Aunque la Iglesia católica no siguió siendo una iglesia de los pobres, a veces se convirtió en una iglesia para los pobres, generalmente a través de grupos especializados llamados órdenes religiosas. Alrededor de dos tercios de las órdenes religiosas católicas fueron fundadas por mujeres y hombres maravillosos que vieron niños pobres a los que no se les enseñaba, niñas pobres a las que no se les protegía, pobres huérfanos a los que no se les cuidaba. Luego, una heroica mujer irlandesa se fue a cuidar de ellas, y pronto tuvimos miles las Hermanas de la Misericordia. 

  

Estoy convencido de que una de las únicas razones por las cuales el catolicismo romano ha perdurado es porque tenemos estos satélites de la libertad al borde interiorcomunidades religiosas de benedictinos, jesuitas, dominicos, franciscanos, hermanas de la caridad, hermanas de la misericordia y muchas otras. más. Los obispos tienen sus preguntas que les preocupan y nosotros tenemos preguntas diferentes, al igual que la mayoría de los laicos. Estructuralmente, la iglesia sobrevivió porque las órdenes religiosas y la mayoría de los laicos simplemente siguieron tratando de vivir el evangelio. 

  

El Padre Richard nos recuerda que la práctica de la contemplación nos permite permanecer en el borde interior con amor: 

  

El fruto de la meditación es que hacemos nuevas preguntas, no como reacción, rebelión u oposición a la religión o la iglesia. No tenemos tiempo para eso. Es un desperdicio de nuestra vida preocuparnos por cualquier energía negativa o de oposición, porque pronto se convierte en otra forma de rectitud, y eso sería la muerte de nuestra vida contemplativa.  

 

Así que ahora esperamos mantener un pie en nuestra denominación y tradición histórica, agradecidos por todo lo que nos dio, y ponemos el otro pie en grupos de oración, grupos de servicio, grupos de apoyo y grupos de meditación.

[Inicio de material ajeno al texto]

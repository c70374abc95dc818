use tracing::{debug, warn};

use crate::common::{
    Attribute, RecId, RelId, Result, StoreError, ATTRCAT_RELID, RELCAT_RELID,
};
use crate::engine::StorageEngine;
use crate::storage::block::{BlockType, HeadInfo, RecBuffer, SlotState};

impl StorageEngine {
    /// Inserts a validated record into a user relation and into every
    /// index on it.
    ///
    /// An index that runs out of disk space while taking the new key is
    /// dropped; the record insert itself still succeeds.
    pub fn insert(&mut self, rel_id: RelId, record: &[Attribute]) -> Result<RecId> {
        if rel_id == RELCAT_RELID || rel_id == ATTRCAT_RELID {
            return Err(StoreError::NotPermitted);
        }
        let relation = self.open_rels.get(rel_id)?;
        if record.len() != relation.attrs.len() {
            return Err(StoreError::AttrCountMismatch {
                expected: relation.attrs.len(),
                actual: record.len(),
            });
        }
        for (value, attr) in record.iter().zip(&relation.attrs) {
            value.check(attr.entry.attr_type)?;
        }
        let indexed: Vec<(String, usize)> = relation
            .attrs
            .iter()
            .filter(|a| a.entry.root_block.is_some())
            .map(|a| (a.entry.attr_name.clone(), a.entry.offset))
            .collect();

        let rec_id = self.insert_record(rel_id, record)?;

        for (attr_name, offset) in indexed {
            match self.bplus_insert(rel_id, &attr_name, &record[offset], rec_id) {
                Ok(()) => {}
                Err(StoreError::DiskFull) => {
                    warn!(rel_id, attr = %attr_name, "disk full, index dropped");
                }
                Err(e) => return Err(e),
            }
        }
        Ok(rec_id)
    }

    /// Stores `record` in the first free slot of the relation, extending
    /// the block chain when every block is full. Catalog relations are
    /// accepted; the relation catalog never grows past its single block.
    pub(crate) fn insert_record(&mut self, rel_id: RelId, record: &[Attribute]) -> Result<RecId> {
        let mut rel = self.open_rels.rel_cat_entry(rel_id)?.clone();

        let mut free = None;
        let mut prev_block = None;
        let mut block = rel.first_blk;
        while let Some(current) = block {
            let buffer = RecBuffer::open(&self.pool, current)?;
            let slot_map = buffer.slot_map(&mut self.pool)?;
            if let Some(slot) = slot_map.iter().position(|s| !s.is_occupied()) {
                free = Some(RecId::new(current, slot));
                break;
            }
            prev_block = Some(current);
            block = buffer.header(&mut self.pool)?.rblock;
        }

        let rec_id = match free {
            Some(rec_id) => rec_id,
            None => {
                if rel_id == RELCAT_RELID {
                    return Err(StoreError::MaxRelations);
                }
                let buffer = RecBuffer::new(&mut self.pool)?;
                let new_block = buffer.block_num();

                let mut head = HeadInfo::new(BlockType::Rec);
                head.lblock = prev_block;
                head.num_attrs = rel.num_attrs;
                head.num_slots = rel.num_slots_per_blk;
                buffer.set_header(&mut self.pool, &head)?;
                buffer.set_slot_map(
                    &mut self.pool,
                    &vec![SlotState::Unoccupied; head.num_slots],
                )?;

                match prev_block {
                    Some(prev) => {
                        let prev_buffer = RecBuffer::open(&self.pool, prev)?;
                        let mut prev_head = prev_buffer.header(&mut self.pool)?;
                        prev_head.rblock = Some(new_block);
                        prev_buffer.set_header(&mut self.pool, &prev_head)?;
                    }
                    None => rel.first_blk = Some(new_block),
                }
                rel.last_blk = Some(new_block);

                debug!(rel = %rel.rel_name, block = %new_block, "extended relation");
                RecId::new(new_block, 0)
            }
        };

        let buffer = RecBuffer::open(&self.pool, rec_id.block)?;
        buffer.set_record(&mut self.pool, rec_id.slot, record)?;
        buffer.set_slot(&mut self.pool, rec_id.slot, SlotState::Occupied)?;
        let mut head = buffer.header(&mut self.pool)?;
        head.num_entries += 1;
        buffer.set_header(&mut self.pool, &head)?;

        rel.num_recs += 1;
        self.open_rels.set_rel_cat_entry(rel_id, rel)?;
        Ok(rec_id)
    }
}
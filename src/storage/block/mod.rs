//! Typed views over blocks held in the buffer pool.
//!
//! A block is either a record block or an index block (internal or leaf).
//! Handles only carry a block number; every accessor goes through the
//! buffer pool so the block is pinned and aged on each use.

mod alloc_map;
mod header;
mod index_block;
mod record_block;

use tracing::debug;

use crate::buffer::BufferPool;
use crate::common::{BlockNum, Result, StoreError};

pub use alloc_map::*;
pub use header::*;
pub use index_block::*;
pub use record_block::*;

/// A block selected by the type tag in its header.
#[derive(Debug, PartialEq, Eq)]
pub enum BlockBuffer {
    Record(RecBuffer),
    Internal(IndInternal),
    Leaf(IndLeaf),
}

impl BlockBuffer {
    /// Binds to an existing block, choosing the variant from its header.
    pub fn load(pool: &mut BufferPool, block: BlockNum) -> Result<Self> {
        if block.as_u32() >= pool.disk_blocks() {
            return Err(StoreError::OutOfBound);
        }
        let head = HeadInfo::read(block, pool.load(block)?)?;
        match head.block_type {
            BlockType::Rec => Ok(BlockBuffer::Record(RecBuffer::open(pool, block)?)),
            BlockType::IndInternal => Ok(BlockBuffer::Internal(IndInternal::open(pool, block)?)),
            BlockType::IndLeaf => Ok(BlockBuffer::Leaf(IndLeaf::open(pool, block)?)),
            BlockType::Unused | BlockType::Bmap => Err(StoreError::InvalidBlock(block)),
        }
    }

    pub fn block_num(&self) -> BlockNum {
        match self {
            BlockBuffer::Record(b) => b.block_num(),
            BlockBuffer::Internal(b) => b.block_num(),
            BlockBuffer::Leaf(b) => b.block_num(),
        }
    }

    pub fn header(&self, pool: &mut BufferPool) -> Result<HeadInfo> {
        HeadInfo::read(self.block_num(), pool.load(self.block_num())?)
    }

    pub fn set_header(&self, pool: &mut BufferPool, head: &HeadInfo) -> Result<()> {
        head.write(pool.load_mut(self.block_num())?);
        Ok(())
    }

    pub fn release(self, pool: &mut BufferPool) {
        release_block(pool, self.block_num());
    }
}

/// Allocates the first unused block on the disk and gives it a blank
/// header of type `ty`, tagging the allocation map to match.
pub fn get_free_block(pool: &mut BufferPool, ty: BlockType) -> Result<BlockNum> {
    let block = pool.alloc_map().find_unused().ok_or(StoreError::DiskFull)?;

    HeadInfo::new(ty).write(pool.load_new(block)?);
    pool.alloc_map_mut().set(block, ty);

    debug!(%block, ?ty, "allocated block");
    Ok(block)
}

/// Frees `block`: drops it from the buffer pool and marks it unused.
/// Blocks that are out of range or already unused are left alone.
pub fn release_block(pool: &mut BufferPool, block: BlockNum) {
    match pool.block_type(block) {
        None | Some(BlockType::Unused) => {}
        Some(ty) => {
            pool.release(block);
            pool.alloc_map_mut().set(block, BlockType::Unused);
            debug!(%block, ?ty, "released block");
        }
    }
}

Ésa es una forma bastante creativa, positiva y esperanzadora de renovar la iglesia: ya no buscar tener razón, sino dedicarnos al trabajo práctico de nuestra propia transformación y la transformación de nuestro mundo sufriente. 

 

 

7 Adaptación de Richard RohrDancing Standing Still: Healing the World from a Place of Prayer (Mahwah, NJ: Paulist Press, 2014), 63–64, 65.